Model results plotted for “Level 30” are the surface-most level of the model. Vectors show ocean current at the same level.
The data plotted are 12-hour averages to reduce the effect of tides in the analysis.

·         Surface salinity - Sandy Hook region

·         First dye release: Concentration at 2.5 m

·         First dye release: Vertically integrated concentration
Modeled release has initial peak concentration of 1.0 centered at 2.5 m depth with 1 m vertical scale and 2 km horiz-scale

·         Surface salinity and temperature - NY Harbor to Tuckerton

 

 

Further details on the ROMS LaTTE configuration

The model horizontal resolution is approximately 1 km with 30 vertical levels. The domain is limited to the continental shelf. The model bathymetry was taken from the 15 arc second (~460 m) data of the NGDC Coastal Relief Model. The maximum depth is 100 m at the end of the Hudson Canyon. Most of the domain has depths shallower than 60 m.

Initial conditions are from a spin-up run than begins January 1, 2005. Initial temperature-salinity values for the spin-up are from a simple average of historic hydrographic observations computed by weighted least squares regression following isobaths. The hydro data used were a combination of stations in the NOAA/NMFS archive provided by Maureen Taylor of NMFS Woods Hole, data in the NODC archive, and other observations by the Rutgers University Long-term Ecosystem Observatory (LEO) programs.

Open boundary conditions are simple Orlanski-type radiation augmented with tidal harmonic forcing taken from an ADCIRC model of the western Atlantic (Luettich et al. 1992). Following 8-days of spin-up with meteorological and hydrologic focing, the tides were activated on April 25. The weak mean southward flow of the mid-Atlantic Bight inner shelf is not imposed in the boundary conditions.

Air-sea heat and momentum fluxes are calculated by the bulk formulae of Fairall et al. (1996,2002) using the model sea surface temperature and sea level air temperature, pressure, relative humidity, and 10-meter winds from the National Weather Service ETA model (at 12-km resolution).

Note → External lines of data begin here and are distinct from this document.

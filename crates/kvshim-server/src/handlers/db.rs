//! Database probe handler

use crate::error::ApiError;
use crate::AppState;
use axum::{extract::State, Json};
use serde::Serialize;

#[derive(Debug, Serialize)]
pub struct DbProbeResponse {
    postgres_version: String,
    status: &'static str,
}

pub async fn probe(State(state): State<AppState>) -> Result<Json<DbProbeResponse>, ApiError> {
    let postgres_version = state.deps.database_version().await?;

    Ok(Json(DbProbeResponse {
        postgres_version,
        status: "success",
    }))
}
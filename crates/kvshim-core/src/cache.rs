//! Key-value cache port and its Redis adapter
//!
//! The service never holds cache contents itself; every call is forwarded
//! to the backing store.

use crate::config::RedisConfig;
use crate::error::{KvShimError, Result};
use crate::handle::{Dependency, Target};
use async_trait::async_trait;
use redis::aio::ConnectionManager;
use redis::AsyncCommands;
use tracing::debug;

/// String key/value store
#[async_trait]
pub trait CacheStore: Send + Sync {
    /// Liveness round-trip
    async fn ping(&self) -> Result<()>;

    async fn get(&self, key: &str) -> Result<Option<String>>;

    /// Unconditional overwrite, no expiry
    async fn set(&self, key: &str, value: &str) -> Result<()>;
}

/// Cache client over a multiplexed Redis connection.
///
/// `ConnectionManager` is cheap to clone and safe to share between
/// concurrent requests, so every call works on its own clone.
#[derive(Clone)]
pub struct RedisCache {
    conn: ConnectionManager,
    target: Target,
}

impl RedisCache {
    /// Open a connection and verify it with `PING`
    pub async fn connect(config: &RedisConfig) -> Result<Self> {
        let client = redis::Client::open(config.url().as_str())?;

        let conn = tokio::time::timeout(config.connect_timeout, ConnectionManager::new(client))
            .await
            .map_err(|_| {
                KvShimError::transient(
                    Dependency::Redis,
                    format!(
                        "connection to {} timed out after {:?}",
                        config.target, config.connect_timeout
                    ),
                )
            })??;

        let cache = Self {
            conn,
            target: config.target.clone(),
        };
        cache.ping().await?;
        Ok(cache)
    }
}

#[async_trait]
impl CacheStore for RedisCache {
    async fn ping(&self) -> Result<()> {
        let mut conn = self.conn.clone();
        let reply: String = redis::cmd("PING").query_async(&mut conn).await?;
        debug!("Redis {} replied {}", self.target, reply);
        Ok(())
    }

    async fn get(&self, key: &str) -> Result<Option<String>> {
        let mut conn = self.conn.clone();
        let value: Option<String> = conn.get(key).await?;
        Ok(value)
    }

    async fn set(&self, key: &str, value: &str) -> Result<()> {
        let mut conn = self.conn.clone();
        let _: () = conn.set(key, value).await?;
        Ok(())
    }
}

In forecast (A), long-wave radiation is computed by the Berliand approximation. Short-wave radiation is a simple cloud-free value. In forecast (B), NCEP provided 3-hourly downward longwave and shortwave radiation are used.

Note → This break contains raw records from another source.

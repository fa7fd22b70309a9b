//! In-memory stand-ins for Redis and PostgreSQL.
//!
//! Available under `cfg(test)` or with the `mock` feature:
//!
//! ```toml
//! [dev-dependencies]
//! kvshim-core = { path = "../kvshim-core", features = ["mock"] }
//! ```
//!
//! Both doubles can be switched into a failing mode at any time to simulate
//! a dependency dropping away after startup.

use crate::cache::CacheStore;
use crate::database::DatabaseProbe;
use crate::error::{KvShimError, Result};
use crate::handle::Dependency;
use async_trait::async_trait;
use dashmap::DashMap;
use std::sync::atomic::{AtomicBool, Ordering};

/// DashMap-backed cache
#[derive(Default)]
pub struct MemoryCache {
    data: DashMap<String, String>,
    failing: AtomicBool,
}

impl MemoryCache {
    pub fn new() -> Self {
        Self::default()
    }

    pub fn set_failing(&self, failing: bool) {
        self.failing.store(failing, Ordering::SeqCst);
    }

    pub fn len(&self) -> usize {
        self.data.len()
    }

    pub fn is_empty(&self) -> bool {
        self.data.is_empty()
    }

    fn check(&self) -> Result<()> {
        if self.failing.load(Ordering::SeqCst) {
            return Err(KvShimError::transient(
                Dependency::Redis,
                "Connection refused (os error 111)",
            ));
        }
        Ok(())
    }
}

#[async_trait]
impl CacheStore for MemoryCache {
    async fn ping(&self) -> Result<()> {
        self.check()
    }

    async fn get(&self, key: &str) -> Result<Option<String>> {
        self.check()?;
        Ok(self.data.get(key).map(|entry| entry.value().clone()))
    }

    async fn set(&self, key: &str, value: &str) -> Result<()> {
        self.check()?;
        self.data.insert(key.to_string(), value.to_string());
        Ok(())
    }
}

/// Database that answers with a fixed version string
pub struct StubDatabase {
    version: String,
    failing: AtomicBool,
}

impl StubDatabase {
    pub fn new(version: impl Into<String>) -> Self {
        Self {
            version: version.into(),
            failing: AtomicBool::new(false),
        }
    }

    pub fn set_failing(&self, failing: bool) {
        self.failing.store(failing, Ordering::SeqCst);
    }

    fn check(&self) -> Result<()> {
        if self.failing.load(Ordering::SeqCst) {
            return Err(KvShimError::transient(
                Dependency::Postgres,
                "server closed the connection unexpectedly",
            ));
        }
        Ok(())
    }
}

#[async_trait]
impl DatabaseProbe for StubDatabase {
    async fn ping(&self) -> Result<()> {
        self.check()
    }

    async fn version(&self) -> Result<String> {
        self.check()?;
        Ok(self.version.clone())
    }
}

#[cfg(test)]
mod tests {
    use super::*;

    #[tokio::test]
    async fn test_basic_operations() -> Result<()> {
        let cache = MemoryCache::new();

        cache.set("key1", "one").await?;
        assert_eq!(cache.get("key1").await?, Some("one".to_string()));
        assert_eq!(cache.get("nonexistent").await?, None);

        cache.set("key1", "uno").await?;
        assert_eq!(cache.get("key1").await?, Some("uno".to_string()));
        assert_eq!(cache.len(), 1);
        Ok(())
    }

    #[tokio::test]
    async fn test_failing_mode_keeps_data() -> Result<()> {
        let cache = MemoryCache::new();
        cache.set("key1", "one").await?;

        cache.set_failing(true);
        assert!(cache.ping().await.is_err());
        assert!(cache.get("key1").await.is_err());

        cache.set_failing(false);
        assert_eq!(cache.get("key1").await?, Some("one".to_string()));
        Ok(())
    }

    #[test]
    fn test_stub_database_version() {
        let database = StubDatabase::new("PostgreSQL 16.2");
        assert_eq!(
            tokio_test::block_on(database.version()),
            Ok("PostgreSQL 16.2".to_string())
        );

        database.set_failing(true);
        assert!(tokio_test::block_on(database.ping()).is_err());
    }
}
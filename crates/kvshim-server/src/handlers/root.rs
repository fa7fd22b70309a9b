//! Service description handler

use crate::AppState;
use axum::{extract::State, Json};
use kvshim_core::Availability;
use serde::Serialize;

#[derive(Debug, Serialize)]
pub struct ServiceInfo {
    message: &'static str,
    services: Services,
    endpoints: Endpoints,
}

/// Startup acquisition state, not a live check
#[derive(Debug, Serialize)]
pub struct Services {
    redis: Availability,
    postgresql: Availability,
}

#[derive(Debug, Serialize)]
pub struct Endpoints {
    health_check: &'static str,
    cache_get: &'static str,
    cache_set: &'static str,
    db_test: &'static str,
}

pub async fn root(State(state): State<AppState>) -> Json<ServiceInfo> {
    Json(ServiceInfo {
        message: "kvshim: Redis cache and PostgreSQL probe",
        services: Services {
            redis: state.deps.cache_availability(),
            postgresql: state.deps.database_availability(),
        },
        endpoints: Endpoints {
            health_check: "/health",
            cache_get: "/cache/{key}",
            cache_set: "/cache/{key}/{value}",
            db_test: "/db",
        },
    })
}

The inflow of the Hudson River is specified using a simple estimate computed as 1.3 times the sum of the daily mean observations at the Mohawk and Fort Edward USGS gauges. The other rivers entering the domain (Delaware River, Raritan River, Wading River and Toms River) are specified as monthly climatological values.

Background:

ROMS: The Regional Ocean Modeling System

ROMS is a free surface primitive equations ocean model being used by a rapidly growing user community for applications from the basin to coastal and estuarine scales (e.g. Haidvogel et al. 2000, Marchesiello et al. 2003, MacCready and Geyer 2001). Model features are summarized briefly in Table 1 and the computational algorithms are described in detail by Shchepetkin and McWilliams (1998; 2003a, 2003b). Careful formulation of the time-stepping algorithm allows both exact conservation and constancy preservation for tracers, while achieving enhanced stability and accuracy in coastal applications where the free surface displacement is a significant fraction of the total water depth. Conservative parabolic-spline discretization in the vertical has greatly reduced the pressure-gradient truncation error that has plagued previous terrain-following coordinates models.

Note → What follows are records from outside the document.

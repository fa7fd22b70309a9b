//! Bounded retry with a fixed delay between attempts

use std::fmt::Display;
use std::future::Future;
use std::time::Duration;
use tracing::{error, warn};

/// Attempts made before giving up on a dependency
pub const DEFAULT_MAX_ATTEMPTS: u32 = 10;

/// Pause between two attempts
pub const DEFAULT_RETRY_DELAY: Duration = Duration::from_secs(2);

/// Retry executor used to acquire dependencies at startup.
///
/// Every error returned by the operation is treated as retryable. The
/// executor keeps no state between calls.
#[derive(Debug, Clone)]
pub struct RetryExecutor {
    max_attempts: u32,
    delay: Duration,
}

impl Default for RetryExecutor {
    fn default() -> Self {
        Self {
            max_attempts: DEFAULT_MAX_ATTEMPTS,
            delay: DEFAULT_RETRY_DELAY,
        }
    }
}

impl RetryExecutor {
    pub fn new(max_attempts: u32, delay: Duration) -> Self {
        Self {
            max_attempts: max_attempts.max(1),
            delay,
        }
    }

    pub fn max_attempts(&self) -> u32 {
        self.max_attempts
    }

    pub fn delay(&self) -> Duration {
        self.delay
    }

    /// Run `operation` until it succeeds or the attempt budget is spent.
    ///
    /// Returns the last error when every attempt failed. No delay follows
    /// the final attempt.
    pub async fn execute<F, Fut, T, E>(&self, name: &str, mut operation: F) -> Result<T, E>
    where
        F: FnMut() -> Fut,
        Fut: Future<Output = Result<T, E>>,
        E: Display,
    {
        let mut attempt = 1;
        loop {
            match operation().await {
                Ok(value) => return Ok(value),
                Err(e) if attempt < self.max_attempts => {
                    warn!(
                        "{} not ready (attempt {}/{}): {}",
                        name, attempt, self.max_attempts, e
                    );
                    tokio::time::sleep(self.delay).await;
                    attempt += 1;
                }
                Err(e) => {
                    error!(
                        "Failed to connect to {} after {} attempts: {}",
                        name, self.max_attempts, e
                    );
                    return Err(e);
                }
            }
        }
    }
}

Table 1: ROMS model features

- free surface, hydrostatic primitive equations model in terrain-following coordinates - 3rd-order upstream-biased advection (Shchepetkin and McWilliams, 1998) - pressure gradient and equation of state give reduced s-coordinate truncation error (Shchepetkin and McWilliams, 2003a) - split-explicit time-stepping of barotropic and baroclinic modes constrained for conservation of volume and tracer constancy (Shchepetkin and McWilliams 2003b) - radiation open boundary conditions and 1-way embedding in exterior model domains (Marchesiello et al. 2001)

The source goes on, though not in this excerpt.